A few hours later, I was traveling south on Interstate 15 toward Los Angeles, when the highway took a turn up through a mountainous region. We drove up into large black cloud of “Sunny Southern California,” which opened a deluge on us, causing me to remember that I had come all the way out here and forgotten my suntan oil.
Later still, the load having been delivered, I wandered inside the truck stop restaurant in Ontario for a hot breakfast prior to turning in for some rest. In most truck stops, if one wants to engage in conversation with other truckers, one sits at the counter. Drivers who opt for a table or booth are generally understood to be feeling a little less sociable. Soaked to the bone, I went straightaway to a booth. A few minutes later, another driver sat in the adjacent booth. “Hope you drive wrong,” he said. “Pardon?” I asked. “Have you been driving long?” he repeated. It was going to be one of those meals.
Now, my daughter and I don’t always have the greatest of phone connections, due to my cell signal and her wireless gizmos, so that what she says and what I actually hear are not always the same thing. Occasionally, instead of asking her to repeat something, I’ll simply tell her what I thought I heard, which is always good for a laugh. This morning’s conversation was worse because the guy would neither speak up nor shut up. I had hoped, after asking him to repeat himself some five or six hundred thousand times, he might give up and go back to his eggs and bacon. Alas, his narrative was as boundless as his appetite. I threw in the towel:
Him: “My aunt flapped on a flatbed all the way to Norfolk.”
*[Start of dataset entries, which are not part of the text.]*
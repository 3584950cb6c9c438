//! The syntax tree produced by the parser.
//!
//! A tree is made of exactly two node shapes: [`TreeNode`]s, one per grammar
//! production, and [`LeafNode`]s, one per consumed token. Nodes carry their
//! own diagnostics only; use [`AstNode::all_diagnostics`] (or
//! [`TreeNode::all_diagnostics`] on the root) to gather those of a subtree.
//! A tree is valid for code generation only when that walk is empty.

mod printer;
mod visitor;

use std::fmt;
use std::ops::Range;

#[cfg(feature = "serde")]
use serde::{Deserialize, Serialize};

use crate::diagnostic::Diagnostic;
use crate::tokenizer::TokenKind;

pub use self::printer::PrettyPrinter;
pub use self::visitor::{
    dispatch, dispatch_leaf, dispatch_tree, walk_children, walk_leaf, walk_tree, NodeRef, Visitor,
};

#[derive(Debug, Clone, Copy, PartialEq, Eq, Hash)]
#[cfg_attr(feature = "serde", derive(Serialize, Deserialize))]
#[cfg_attr(feature = "serde", serde(rename_all = "SCREAMING_SNAKE_CASE"))]
pub enum TreeNodeKind {
    GString,
    DollarReference,
    BlockScriptlet,
    ExpressionScriptlet,
    ImportBlock,
    DollarScriptlet,
}

impl TreeNodeKind {
    pub fn as_str(&self) -> &'static str {
        match self {
            Self::GString => "G_STRING",
            Self::DollarReference => "DOLLAR_REFERENCE",
            Self::BlockScriptlet => "BLOCK_SCRIPTLET",
            Self::ExpressionScriptlet => "EXPRESSION_SCRIPTLET",
            Self::ImportBlock => "IMPORT_BLOCK",
            Self::DollarScriptlet => "DOLLAR_SCRIPTLET",
        }
    }
}

impl fmt::Display for TreeNodeKind {
    fn fmt(&self, f: &mut fmt::Formatter<'_>) -> fmt::Result {
        f.write_str(self.as_str())
    }
}

#[derive(Debug, Clone, PartialEq)]
#[cfg_attr(feature = "serde", derive(Serialize, Deserialize))]
pub enum AstNode {
    Tree(TreeNode),
    Leaf(LeafNode),
}

impl AstNode {
    pub fn diagnostics(&self) -> &[Diagnostic] {
        match self {
            Self::Tree(t) => t.diagnostics(),
            Self::Leaf(l) => l.diagnostics(),
        }
    }

    /// Diagnostics of this node and all its descendants, parents before
    /// children, children in source order.
    pub fn all_diagnostics(&self) -> Vec<&Diagnostic> {
        let mut out = Vec::new();
        collect_into(self.as_node_ref(), &mut out);
        out
    }

    pub fn has_diagnostics(&self) -> bool {
        self.as_node_ref().has_diagnostics()
    }

    pub fn as_tree(&self) -> Option<&TreeNode> {
        match self {
            Self::Tree(t) => Some(t),
            Self::Leaf(_) => None,
        }
    }

    pub fn as_leaf(&self) -> Option<&LeafNode> {
        match self {
            Self::Tree(_) => None,
            Self::Leaf(l) => Some(l),
        }
    }

    pub fn as_node_ref(&self) -> NodeRef<'_> {
        NodeRef::from(self)
    }
}

impl From<TreeNode> for AstNode {
    fn from(node: TreeNode) -> Self {
        Self::Tree(node)
    }
}

impl From<LeafNode> for AstNode {
    fn from(node: LeafNode) -> Self {
        Self::Leaf(node)
    }
}

impl fmt::Display for AstNode {
    fn fmt(&self, f: &mut fmt::Formatter<'_>) -> fmt::Result {
        match self {
            Self::Tree(t) => write!(f, "{t}"),
            Self::Leaf(l) => write!(f, "{l}"),
        }
    }
}

/// An interior node: one grammar production and the nodes it consumed.
#[derive(Debug, Clone, PartialEq)]
#[cfg_attr(feature = "serde", derive(Serialize, Deserialize))]
pub struct TreeNode {
    kind: TreeNodeKind,
    children: Vec<AstNode>,
    diagnostics: Vec<Diagnostic>,
}

impl TreeNode {
    pub fn new(kind: TreeNodeKind, children: Vec<AstNode>, diagnostics: Vec<Diagnostic>) -> Self {
        Self {
            kind,
            children,
            diagnostics,
        }
    }

    pub fn kind(&self) -> TreeNodeKind {
        self.kind
    }

    pub fn children(&self) -> &[AstNode] {
        &self.children
    }

    pub fn diagnostics(&self) -> &[Diagnostic] {
        &self.diagnostics
    }

    pub fn all_diagnostics(&self) -> Vec<&Diagnostic> {
        let mut out = Vec::new();
        collect_into(NodeRef::Tree(self), &mut out);
        out
    }

    pub fn has_diagnostics(&self) -> bool {
        NodeRef::Tree(self).has_diagnostics()
    }

    /// Descendants of the given kind in source order. The search does not
    /// continue below a match.
    pub fn find_descendants(&self, kind: TreeNodeKind) -> Vec<&TreeNode> {
        let mut found = Vec::new();
        self.find_into(kind, &mut found);
        found
    }

    fn find_into<'a>(&'a self, kind: TreeNodeKind, found: &mut Vec<&'a TreeNode>) {
        for child in &self.children {
            if let AstNode::Tree(tree) = child {
                if tree.kind == kind {
                    found.push(tree);
                } else {
                    tree.find_into(kind, found);
                }
            }
        }
    }

    /// The first direct child leaf with the given token kind.
    pub fn first_leaf(&self, token_kind: TokenKind) -> Option<&LeafNode> {
        self.children.iter().find_map(|child| match child {
            AstNode::Leaf(leaf) if leaf.token_kind == token_kind => Some(leaf),
            _ => None,
        })
    }

    /// Leaves directly below this node.
    pub fn leaves(&self) -> impl Iterator<Item = &LeafNode> {
        self.children.iter().filter_map(AstNode::as_leaf)
    }
}

impl fmt::Display for TreeNode {
    fn fmt(&self, f: &mut fmt::Formatter<'_>) -> fmt::Result {
        f.write_str(self.kind.as_str())?;
        fmt_diagnostics(&self.diagnostics, f)
    }
}

/// A consumed token, as a span into the source it was lexed from.
#[derive(Debug, Clone, PartialEq)]
#[cfg_attr(feature = "serde", derive(Serialize, Deserialize))]
pub struct LeafNode {
    token_kind: TokenKind,
    start: usize,
    end: usize,
    diagnostics: Vec<Diagnostic>,
}

impl LeafNode {
    pub fn new(
        token_kind: TokenKind,
        start: usize,
        end: usize,
        diagnostics: Vec<Diagnostic>,
    ) -> Self {
        Self {
            token_kind,
            start,
            end,
            diagnostics,
        }
    }

    pub fn token_kind(&self) -> TokenKind {
        self.token_kind
    }

    pub fn start(&self) -> usize {
        self.start
    }

    pub fn end(&self) -> usize {
        self.end
    }

    pub fn span(&self) -> Range<usize> {
        self.start..self.end
    }

    /// The exact source text of this leaf, or `""` if `source` is not the
    /// text the tree was parsed from.
    pub fn text<'s>(&self, source: &'s str) -> &'s str {
        source.get(self.span()).unwrap_or_default()
    }

    pub fn diagnostics(&self) -> &[Diagnostic] {
        &self.diagnostics
    }
}

impl fmt::Display for LeafNode {
    fn fmt(&self, f: &mut fmt::Formatter<'_>) -> fmt::Result {
        write!(f, "{}[{}, {})", self.token_kind, self.start, self.end)?;
        fmt_diagnostics(&self.diagnostics, f)
    }
}

fn fmt_diagnostics(diagnostics: &[Diagnostic], f: &mut fmt::Formatter<'_>) -> fmt::Result {
    if diagnostics.is_empty() {
        return Ok(());
    }
    f.write_str("(diagnostics: ")?;
    for (i, d) in diagnostics.iter().enumerate() {
        if i > 0 {
            f.write_str(", ")?;
        }
        write!(f, "{d}")?;
    }
    f.write_str(")")
}

fn collect_into<'a>(node: NodeRef<'a>, out: &mut Vec<&'a Diagnostic>) {
    out.extend(node.diagnostics());
    if let NodeRef::Tree(tree) = node {
        for child in tree.children() {
            collect_into(child.as_node_ref(), out);
        }
    }
}

/// Every diagnostic in the tree below (and including) `node`, pre-order.
pub fn collect_diagnostics(node: &AstNode) -> Vec<&Diagnostic> {
    node.all_diagnostics()
}

#[cfg(test)]
mod tests {
    use super::*;

    fn leaf(kind: TokenKind, start: usize, end: usize) -> AstNode {
        LeafNode::new(kind, start, end, vec![]).into()
    }

    fn import_block(start: usize) -> AstNode {
        TreeNode::new(
            TreeNodeKind::ImportBlock,
            vec![
                leaf(TokenKind::ImportBlockOpen, start, start + 3),
                leaf(TokenKind::ImportBlockBody, start + 3, start + 4),
                leaf(TokenKind::ImportBlockClose, start + 4, start + 6),
            ],
            vec![],
        )
        .into()
    }

    #[test]
    fn test_collect_diagnostics_order() {
        let root = AstNode::Tree(TreeNode::new(
            TreeNodeKind::GString,
            vec![
                TreeNode::new(
                    TreeNodeKind::BlockScriptlet,
                    vec![
                        LeafNode::new(TokenKind::BlockScriptletOpen, 0, 2, vec![]).into(),
                        LeafNode::new(
                            TokenKind::Text,
                            2,
                            3,
                            vec![Diagnostic::new("leaf")],
                        )
                        .into(),
                    ],
                    vec![Diagnostic::new("scriptlet")],
                )
                .into(),
                LeafNode::new(TokenKind::Text, 3, 4, vec![Diagnostic::new("trailing")]).into(),
            ],
            vec![Diagnostic::new("root")],
        ));

        let messages: Vec<&str> = collect_diagnostics(&root)
            .iter()
            .map(|d| d.message())
            .collect();
        assert_eq!(messages, vec!["root", "scriptlet", "leaf", "trailing"]);
        assert!(root.has_diagnostics());
        // own diagnostics are not inherited
        assert_eq!(root.diagnostics().len(), 1);
    }

    #[test]
    fn test_find_descendants() {
        let root = TreeNode::new(
            TreeNodeKind::GString,
            vec![
                leaf(TokenKind::Text, 0, 1),
                import_block(1),
                leaf(TokenKind::Text, 7, 8),
                import_block(8),
            ],
            vec![],
        );

        let blocks = root.find_descendants(TreeNodeKind::ImportBlock);
        assert_eq!(blocks.len(), 2);
        assert_eq!(
            blocks[0].first_leaf(TokenKind::ImportBlockBody).map(LeafNode::span),
            Some(4..5)
        );
        assert_eq!(
            blocks[1].first_leaf(TokenKind::ImportBlockBody).map(LeafNode::span),
            Some(11..12)
        );
        assert!(root.find_descendants(TreeNodeKind::DollarScriptlet).is_empty());
        assert!(!root.has_diagnostics());
    }

    #[test]
    fn test_first_leaf() {
        let node = TreeNode::new(
            TreeNodeKind::DollarReference,
            vec![
                leaf(TokenKind::DollarReferenceDollar, 0, 1),
                leaf(TokenKind::DollarReferenceBody, 1, 6),
            ],
            vec![],
        );
        let body = node.first_leaf(TokenKind::DollarReferenceBody);
        assert_eq!(body.map(|l| l.text("$a.b.c")), Some("a.b.c"));
        assert_eq!(node.first_leaf(TokenKind::Text), None);
        assert_eq!(node.leaves().count(), 2);
    }

    #[test]
    fn test_display() {
        let node = TreeNode::new(
            TreeNodeKind::BlockScriptlet,
            vec![],
            vec![Diagnostic::new("a"), Diagnostic::new("b")],
        );
        assert_eq!(node.to_string(), "BLOCK_SCRIPTLET(diagnostics: a, b)");
        let leaf = LeafNode::new(TokenKind::Text, 0, 13, vec![]);
        assert_eq!(leaf.to_string(), "TEXT[0, 13)");
    }
}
Him: “Yeah, I told the idiot that lumber wouldn’t make the trip in a ribbon like that, but you know how dispatchers are.”
Him: “Spend much? On food?”
Me: “About 10 bucks on average.”
Him: “Yeah, you know what I told the manager at Petro?”
Him: “I told that sonovabiscuit eater that there ain’t no way a cackeroni with flim flies can run no 8 bucks.”
Him: “If l’m lyin’ I’m fryin’, besides, the menu said the steak lice was sledge over cork.”
Me: “No kiddin’.”
And on it went. And went. He ate more food than I could manage, quicker than I could manage, and never broke stride with his story-telling. I’m not sure, but I think he was telling the waitress how much he’d like to take her to Topeka on a wheel barrow, but I might have got that part wrong. It was time to pay the bill and get some sleep. I was reminded of the story of the genteel old man who, on the occasion of his 60th wedding anniversary, told his wife, “Honey, I’m proud of you.” “Well,” she said, “I’m tired of you too.”
Meanwhile, the southern California sun continues to rinse off my truck. I think I’ll have to turn the volume up for the next podcast.